**** Exercise data

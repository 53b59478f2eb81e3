//! Configuration loading from disk.

use std::path::Path;
use std::fs;
use crate::config::schema::TunnelConfig;
use crate::config::validation::{validate_config, ValidationError};

/// Error type for configuration loading.
#[derive(Debug)]
pub enum ConfigError {
    Io(std::io::Error),
    Parse(toml::de::Error),
    Validation(Vec<ValidationError>),
}

impl std::fmt::Display for ConfigError {
    fn fmt(&self, f: &mut std::fmt::Formatter<'_>) -> std::fmt::Result {
        match self {
            ConfigError::Io(e) => write!(f, "IO error: {}", e),
            ConfigError::Parse(e) => write!(f, "Parse error: {}", e),
            ConfigError::Validation(errors) => {
                write!(f, "Validation failed: ")?;
                for (i, err) in errors.iter().enumerate() {
                    if i > 0 { write!(f, ", ")?; }
                    write!(f, "{}", err)?;
                }
                Ok(())
            }
        }
    }
}

impl std::error::Error for ConfigError {}

/// Parse and validate configuration from TOML text.
pub fn parse_config(content: &str) -> Result<TunnelConfig, ConfigError> {
    let config: TunnelConfig = toml::from_str(content).map_err(ConfigError::Parse)?;
    validate_config(&config).map_err(ConfigError::Validation)?;
    Ok(config)
}

/// Load and validate configuration from a TOML file.
pub fn load_config(path: &Path) -> Result<TunnelConfig, ConfigError> {
    let content = fs::read_to_string(path).map_err(ConfigError::Io)?;
    parse_config(&content)
}

#[cfg(test)]
mod tests {
    use super::*;

    #[test]
    fn test_load_from_file() {
        let dir = tempfile::tempdir().unwrap();
        let path = dir.path().join("tunnel.toml");
        fs::write(&path, "[listener]\nbind_address = \"127.0.0.1:9000\"\n").unwrap();

        let config = load_config(&path).unwrap();
        assert_eq!(config.listener.bind_address, "127.0.0.1:9000");
    }

    #[test]
    fn test_missing_file() {
        let err = load_config(Path::new("/no/such/tunnel.toml")).unwrap_err();
        assert!(matches!(err, ConfigError::Io(_)));
    }

    #[test]
    fn test_validation_error_display() {
        let err = parse_config("[timeouts]\nrequest_secs = 0\n").unwrap_err();
        assert!(err.to_string().starts_with("Validation failed: timeouts.request_secs"));
    }

    #[test]
    fn test_parse_error() {
        assert!(matches!(parse_config("[listener"), Err(ConfigError::Parse(_))));
    }
}
//! HTTP transport subsystem.
//!
//! # Data Flow
//! ```text
//! TCP connection
//!     → server.rs (Axum setup, middleware)
//!     → dispatch::Dispatcher (tunnel state machine)
//!     → server.rs UpstreamClient (backend application)
//!     → Send to client
//! ```

pub mod server;

pub use server::{TunnelServer, UpstreamClient};
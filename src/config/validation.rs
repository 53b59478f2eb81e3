//! Configuration validation.
//!
//! # Responsibilities
//! - Semantic validation (serde handles syntactic)
//! - Validate addresses and value ranges (timeouts > 0, header names valid)
//! - Check the static directory exists when configured
//!
//! # Design Decisions
//! - Returns all validation errors, not just first
//! - Validation is pure function: TunnelConfig → Result<(), Vec<ValidationError>>
//! - Runs before config is accepted into the system

use std::net::SocketAddr;
use std::path::Path;

use axum::http::HeaderName;

use crate::config::schema::TunnelConfig;

/// A single semantic problem in the configuration.
#[derive(Debug, Clone, PartialEq, Eq)]
pub struct ValidationError {
    pub field: &'static str,
    pub message: String,
}

impl std::fmt::Display for ValidationError {
    fn fmt(&self, f: &mut std::fmt::Formatter<'_>) -> std::fmt::Result {
        write!(f, "{}: {}", self.field, self.message)
    }
}

/// Validate a parsed configuration.
pub fn validate_config(config: &TunnelConfig) -> Result<(), Vec<ValidationError>> {
    let mut errors = Vec::new();
    let mut push = |field: &'static str, message: String| {
        errors.push(ValidationError { field, message });
    };

    if config.listener.bind_address.parse::<SocketAddr>().is_err() {
        push(
            "listener.bind_address",
            format!("'{}' is not a socket address", config.listener.bind_address),
        );
    }

    if config.upstream.address.trim().is_empty() {
        push("upstream.address", "must not be empty".to_string());
    }

    for (field, name) in [
        ("tunnel.tunnel_header", &config.tunnel.tunnel_header),
        ("tunnel.static_header", &config.tunnel.static_header),
    ] {
        if HeaderName::from_bytes(name.as_bytes()).is_err() {
            push(field, format!("'{}' is not a valid header name", name));
        }
    }

    if config.tunnel.tunnel_header.eq_ignore_ascii_case(&config.tunnel.static_header) {
        push(
            "tunnel.static_header",
            "must differ from tunnel.tunnel_header".to_string(),
        );
    }

    if config.tunnel.max_body_size == 0 {
        push("tunnel.max_body_size", "must be greater than zero".to_string());
    }

    if config.timeouts.request_secs == 0 {
        push("timeouts.request_secs", "must be greater than zero".to_string());
    }
    if config.timeouts.upstream_secs == 0 {
        push("timeouts.upstream_secs", "must be greater than zero".to_string());
    }

    if let Some(dir) = &config.static_files.dir {
        if !Path::new(dir).is_dir() {
            push("static_files.dir", format!("'{}' is not a directory", dir));
        }
    }

    if config.observability.metrics_enabled
        && config.observability.metrics_address.parse::<SocketAddr>().is_err()
    {
        push(
            "observability.metrics_address",
            format!("'{}' is not a socket address", config.observability.metrics_address),
        );
    }

    if errors.is_empty() {
        Ok(())
    } else {
        Err(errors)
    }
}
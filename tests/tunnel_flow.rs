//! End-to-end tests through the full router against a live mock backend.

mod common;

use axum::body::Body;
use axum::http::StatusCode;
use serde_json::{json, Value};
use tower::ServiceExt;

use common::*;
use layer8_tunnel::transcode::{FormFields, TypedValue};
use layer8_tunnel::TunnelClient;

fn body_json(bytes: &[u8]) -> Value {
    serde_json::from_slice(bytes).unwrap()
}

#[tokio::test]
async fn test_plain_requests_pass_through() {
    let upstream = start_mock_backend().await;
    let router = tunnel_router(&config_for(upstream)).await;

    let response = router
        .oneshot(request_with("GET", "/echo?x=1", vec![], Body::empty()))
        .await
        .unwrap();
    assert_eq!(response.status(), StatusCode::OK);
    assert!(response.headers().contains_key("x-request-id"));

    let body = axum::body::to_bytes(response.into_body(), 1024 * 1024).await.unwrap();
    let echoed = body_json(&body);
    assert_eq!(echoed["method"], "GET");
    assert_eq!(echoed["query"], "x=1");
    assert_eq!(echoed["tunnel"], false);
}

#[tokio::test]
async fn test_handshake_returns_server_key_and_token() {
    let upstream = start_mock_backend().await;
    let router = tunnel_router(&config_for(upstream)).await;
    let client = TunnelClient::new("client-1", "jwt-abc");

    let response = router
        .oneshot(request_with("GET", "/", client.handshake_headers(), Body::empty()))
        .await
        .unwrap();
    assert_eq!(response.status(), StatusCode::OK);
    assert_eq!(response.headers()["mp-jwt"], "jwt-abc");
    assert!(!response.headers().contains_key("x-shared-secret"));
}

#[tokio::test]
async fn test_shared_secret_header_when_enabled() {
    let upstream = start_mock_backend().await;
    let mut config = config_for(upstream);
    config.tunnel.expose_shared_secret = true;
    let router = tunnel_router(&config).await;
    let mut client = TunnelClient::new("client-1", "jwt");

    let response = router
        .oneshot(request_with("GET", "/", client.handshake_headers(), Body::empty()))
        .await
        .unwrap();
    let secret = response.headers()["x-shared-secret"].to_str().unwrap().to_string();
    let body = axum::body::to_bytes(response.into_body(), 1024 * 1024).await.unwrap();
    client.complete_handshake(std::str::from_utf8(&body).unwrap()).unwrap();

    assert_eq!(client.session_key().unwrap().to_jwk_b64(), secret);
}

#[tokio::test]
async fn test_json_request_round_trip() {
    let upstream = start_mock_backend().await;
    let router = tunnel_router(&config_for(upstream)).await;
    let mut client = TunnelClient::new("client-1", "jwt");
    establish(&router, &mut client).await;

    let envelope = client.seal_json("PUT", &json!({ "name": "ada", "n": 1 })).unwrap();
    let (status, wire) = send_sealed(&router, &client, "/echo?page=2", envelope).await;
    assert_eq!(status, StatusCode::OK);

    let inner = client.open_response(&wire).unwrap();
    assert_eq!(inner.status, 200);
    assert_eq!(inner.status_text, "OK");
    let echoed = body_json(&inner.body);
    assert_eq!(echoed["method"], "PUT");
    assert_eq!(echoed["path"], "/echo");
    assert_eq!(echoed["query"], "page=2");
    assert_eq!(echoed["content_type"], "application/json");
    assert_eq!(body_json(echoed["body"].as_str().unwrap().as_bytes()), json!({ "name": "ada", "n": 1 }));
}

#[tokio::test]
async fn test_json_response_numbers_keep_precision() {
    let upstream = start_mock_backend().await;
    let router = tunnel_router(&config_for(upstream)).await;
    let mut client = TunnelClient::new("client-1", "jwt");
    establish(&router, &mut client).await;

    let envelope = client.seal_json("GET", &json!({})).unwrap();
    let (status, wire) = send_sealed(&router, &client, "/ledger", envelope).await;
    assert_eq!(status, StatusCode::OK);
    assert_eq!(client.open_response(&wire).unwrap().body, LEDGER_JSON.as_bytes());
}

#[tokio::test]
async fn test_form_arrives_as_multipart() {
    let upstream = start_mock_backend().await;
    let router = tunnel_router(&config_for(upstream)).await;
    let mut client = TunnelClient::new("client-1", "jwt");
    establish(&router, &mut client).await;

    let mut fields = FormFields::new();
    fields.insert("title".into(), vec![TypedValue::string("report")]);
    fields.insert(
        "docs".into(),
        vec![
            TypedValue::file("a.bin", "application/octet-stream", vec![0, 159, 255]),
            TypedValue::file("b.txt", "text/plain", b"hello".to_vec()),
        ],
    );

    let envelope = client.seal_form("POST", &fields).unwrap();
    let (status, wire) = send_sealed(&router, &client, "/upload", envelope).await;
    assert_eq!(status, StatusCode::OK);

    let inner = client.open_response(&wire).unwrap();
    assert_eq!(
        body_json(&inner.body),
        json!({
            "docs": [{ "file": "a.bin", "size": 3 }, { "file": "b.txt", "size": 5 }],
            "title": ["report"],
        })
    );
}

#[tokio::test]
async fn test_status_and_non_json_bodies_preserved() {
    let upstream = start_mock_backend().await;
    let router = tunnel_router(&config_for(upstream)).await;
    let mut client = TunnelClient::new("client-1", "jwt");
    establish(&router, &mut client).await;

    let envelope = client.seal_json("GET", &json!({})).unwrap();
    let (_, wire) = send_sealed(&router, &client, "/text", envelope).await;
    let inner = client.open_response(&wire).unwrap();
    assert_eq!(inner.body, b"plain hello");
    assert!(inner.headers["content-type"].starts_with("text/plain"));

    let envelope = client.seal_json("POST", &json!({})).unwrap();
    let (status, wire) = send_sealed(&router, &client, "/created", envelope).await;
    assert_eq!(status, StatusCode::CREATED);
    let inner = client.open_response(&wire).unwrap();
    assert_eq!(inner.status, 201);
    assert_eq!(inner.status_text, "Created");
    assert_eq!(body_json(&inner.body), json!({ "id": 7 }));
}

#[tokio::test]
async fn test_unknown_client_must_handshake() {
    let upstream = start_mock_backend().await;
    let router = tunnel_router(&config_for(upstream)).await;
    let client = TunnelClient::new("stranger", "jwt");

    let response = router
        .oneshot(request_with("POST", "/echo", client.tunnel_headers(), Body::from("{}")))
        .await
        .unwrap();
    assert_eq!(response.status(), StatusCode::BAD_REQUEST);
    let body = axum::body::to_bytes(response.into_body(), 1024).await.unwrap();
    assert_eq!(&body[..], b"missing required headers: x-ecdh-init");
}

#[tokio::test]
async fn test_stale_key_is_rejected() {
    let upstream = start_mock_backend().await;
    let router = tunnel_router(&config_for(upstream)).await;
    let mut client = TunnelClient::new("client-1", "jwt");
    establish(&router, &mut client).await;
    let stale = client.seal_json("GET", &json!({})).unwrap();

    // Latest handshake wins
    client.rekey();
    establish(&router, &mut client).await;

    let (status, body) = send_sealed(&router, &client, "/echo", stale).await;
    assert_eq!(status, StatusCode::BAD_REQUEST);
    assert_eq!(body, b"Could not decrypt request");

    let fresh = client.seal_json("GET", &json!({})).unwrap();
    let (status, _) = send_sealed(&router, &client, "/echo", fresh).await;
    assert_eq!(status, StatusCode::OK);
}

#[tokio::test]
async fn test_unreachable_backend_is_enveloped() {
    let router = tunnel_router(&config_for(unused_addr().await)).await;
    let mut client = TunnelClient::new("client-1", "jwt");
    establish(&router, &mut client).await;

    let envelope = client.seal_json("GET", &json!({})).unwrap();
    let (status, wire) = send_sealed(&router, &client, "/echo", envelope).await;
    assert_eq!(status, StatusCode::BAD_GATEWAY);

    let inner = client.open_response(&wire).unwrap();
    assert_eq!(inner.status, 502);
    assert_eq!(inner.body, b"Upstream request failed");
}

#[tokio::test]
async fn test_slow_backend_times_out() {
    let upstream = start_mock_backend().await;
    let mut config = config_for(upstream);
    config.timeouts.upstream_secs = 1;
    let router = tunnel_router(&config).await;
    let mut client = TunnelClient::new("client-1", "jwt");
    establish(&router, &mut client).await;

    let envelope = client.seal_json("GET", &json!({})).unwrap();
    let (status, wire) = send_sealed(&router, &client, "/slow", envelope).await;
    assert_eq!(status, StatusCode::GATEWAY_TIMEOUT);
    assert_eq!(client.open_response(&wire).unwrap().status, 504);
}

#[tokio::test]
async fn test_static_assets() {
    let upstream = start_mock_backend().await;
    let dir = tempfile::tempdir().unwrap();
    std::fs::write(dir.path().join("index.html"), "<h1>hi</h1>").unwrap();

    let mut config = config_for(upstream);
    config.static_files.dir = Some(dir.path().to_string_lossy().into_owned());
    let router = tunnel_router(&config).await;

    let mut client = TunnelClient::new("client-1", "jwt");
    establish(&router, &mut client).await;
    let mut headers = client.tunnel_headers();
    headers.push(("x-static".into(), "1".into()));

    // With a session the asset is enveloped
    let response = router
        .clone()
        .oneshot(request_with("GET", "/", headers.clone(), Body::empty()))
        .await
        .unwrap();
    assert_eq!(response.status(), StatusCode::OK);
    let wire = axum::body::to_bytes(response.into_body(), 1024 * 1024).await.unwrap();
    let inner = client.open_response(&wire).unwrap();
    assert_eq!(inner.body, b"<h1>hi</h1>");

    // Traversal is refused
    let response = router
        .clone()
        .oneshot(request_with("GET", "/../secret", headers, Body::empty()))
        .await
        .unwrap();
    assert_eq!(response.status(), StatusCode::NOT_FOUND);

    // Without a session the placeholder image is served
    let stranger = TunnelClient::new("stranger", "jwt");
    let mut headers = stranger.tunnel_headers();
    headers.push(("x-static".into(), "1".into()));
    let response = router
        .oneshot(request_with("GET", "/index.html", headers, Body::empty()))
        .await
        .unwrap();
    assert_eq!(response.status(), StatusCode::OK);
    assert_eq!(response.headers()["content-type"], "image/png");
}

#[tokio::test]
async fn test_served_over_tcp_until_shutdown() {
    use layer8_tunnel::lifecycle::build_dispatcher;
    use layer8_tunnel::{Shutdown, TunnelServer};

    let upstream = start_mock_backend().await;
    let config = config_for(upstream);
    let dispatcher = build_dispatcher(&config).await.unwrap();

    let listener = tokio::net::TcpListener::bind("127.0.0.1:0").await.unwrap();
    let base = format!("http://{}", listener.local_addr().unwrap());
    let shutdown = Shutdown::new();
    let server = tokio::spawn(TunnelServer::new(&config, dispatcher).run(listener, shutdown.subscribe()));

    let http = reqwest::Client::new();
    let mut client = TunnelClient::new("tcp-client", "jwt");

    let mut handshake = http.get(format!("{base}/"));
    for (name, value) in client.handshake_headers() {
        handshake = handshake.header(name, value);
    }
    let res = handshake.send().await.unwrap();
    assert_eq!(res.status(), reqwest::StatusCode::OK);
    assert_eq!(res.headers()["mp-jwt"], "jwt");
    client.complete_handshake(&res.text().await.unwrap()).unwrap();

    let mut send = http
        .post(format!("{base}/echo"))
        .body(client.seal_json("DELETE", &json!({ "id": 3 })).unwrap());
    for (name, value) in client.tunnel_headers() {
        send = send.header(name, value);
    }
    let res = send.send().await.unwrap();
    assert_eq!(res.status(), reqwest::StatusCode::OK);
    let inner = client.open_response(&res.bytes().await.unwrap()).unwrap();
    assert_eq!(body_json(&inner.body)["method"], "DELETE");

    shutdown.trigger();
    server.await.unwrap().unwrap();
}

********

_Exercise brief_
The number of lines containing "TypedValue" is all that is wanted; tally them in the data.

_Answer to the problem_
4